Waktu seakan membekukan Irfan saat itu sampai ia tidak sadar ketika wanita itu telah pergi dari hadapannya.
"Kamu kenal dia, Fan?" Nadine menelisik curiga dan cemburu. Wanita itu cantik sekali bahkan kafe ini terasa layu karena kecantikan wanita tadi menyedot semua keindahan yang ada.
Lamunan Irfan buyar, lalu dengan gerakan cepat, ia berjalan keluar, mengejar wanita tadi untuk memastikan.
Napas Irfan tersengal begitu tiba di trotoar jalan. Seorang pria berjas hitam mewah membukakan pintu untuk wanita yang ia sangka Sania. Tampak begitu melindungi dan posesif. Dibawahnya, Sania tampak seperti bisa hancur hanya karena tertiup angin musim semi yang lembut.
"Sania ...." gumamnya pelan. Itu benar-benar Sania, mantan istrinya yang 10 tahun lalu ia ceraikan.
Seakan mendengar panggilan itu, Sania menoleh, menatap Irfan sekilas, sebelum tubuhnya lenyap ditelan oleh mobil mewah yang Irfan sendiri tahu hanya kalangan atas tertentu yang bisa memiliki mobil itu.
Irfan menyaksikan adegan itu seperti sebuah adegan film, seperti tidak nyata. Tetapi hanya karena potongan adegan mesra tersebut,sudah cukup membuat Irfan merasa kalah telak. Jika benar tadi Sania, Irfan benar-benar ditampar dimuka oleh kenyataan yang ada.
Dari dalam mobil Sania melirik ke arah jendela seolah masih bisa melihat Irfan yang syok di sana. Pandangannya menggelap dan semakin dingin, meski ia merasakan kepuasan menjalar di dada. Pria itu bagaimana bisa masih sanggup mengejarnya, setelah semua yang ia lakukan selama ini? Bibir Sania membentuk sebuah senyum sinis. Sepuluh tahun lalu, bagaimana dia bisa lupa hari itu?
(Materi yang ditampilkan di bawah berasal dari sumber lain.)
//! caprepo core - shared types for the capability repository
//!
//! This crate provides the types every other crate in the workspace builds on:
//! - Typed attribute values and structured versions
//! - Resource, capability and requirement records
//! - The LDAP-style filter language carried in requirement directives
//! - The matcher deciding whether a capability satisfies a requirement
//! - Error types

pub mod error;
pub mod filter;
pub mod matcher;
pub mod model;
pub mod types;

// Re-export commonly used types
pub use error::{CoreError, Result};
pub use filter::{Filter, FilterError, FilterParser};
pub use matcher::{matches, try_matches};
pub use model::{
    Attributes, Capability, CapabilityRef, Directives, IdentityCapability, MavenCoordinates,
    Requirement, Resolution, Resource, ResourceBuilder,
};
pub use types::{AttributeList, AttributeType, AttributeValue, Version, VersionRange};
Hari dimana dirinya hancur berantakan bahkan sisa harga diri saja dia tidak punya.
Malam itu, malam yang sudah berlalu hampir sepuluh tahun lamanya, tetapi rasanya terjadi belum begitu lama.
Sania menatap halaman dengan perasan kalut dan gamang. Bibirnya pecah-pecah karena dehidrasi dan stres. Karena terlalu sering menangis, wajahnya jadi sembab, rambut kering berantakan, dan tubuhnya menggigil saat angin dingin menerpa.
Dalam kesunyian itu, Sania kepikiran pada chat mesra suaminya dengan wanita lain yang beberapa kali ia pergoki di ponsel suaminya. Tetapi sangkalan Irfan, membuatnya mencoba tidak terus mempermasalahkannya. Irfan bilang dia hanya teman kerja biasa, gaya bicaranya juga memang centil. Tapi kali ini, Sania punya feeling kuat, kalau wanita itu memiliki hubungan dengan Irfan.
Hujan deras turun malam itu. Sama seperti malam-malam sebelumnya, Sania menunggu di ruang tamu dengan secangkir teh yang sudah mulai dingin. Dia biasa menyiapkan teh untuk suaminya yang kelelahan mencari nafkah untuknya. Setidaknya, meski hampir setiap pagi ribut, Sania tetap melayani suaminya dengan baik pada malam hari.
Lagi-lagi, Irfan belum pulang. Padahal semua temannya bilang malam ini tidak ada lembur.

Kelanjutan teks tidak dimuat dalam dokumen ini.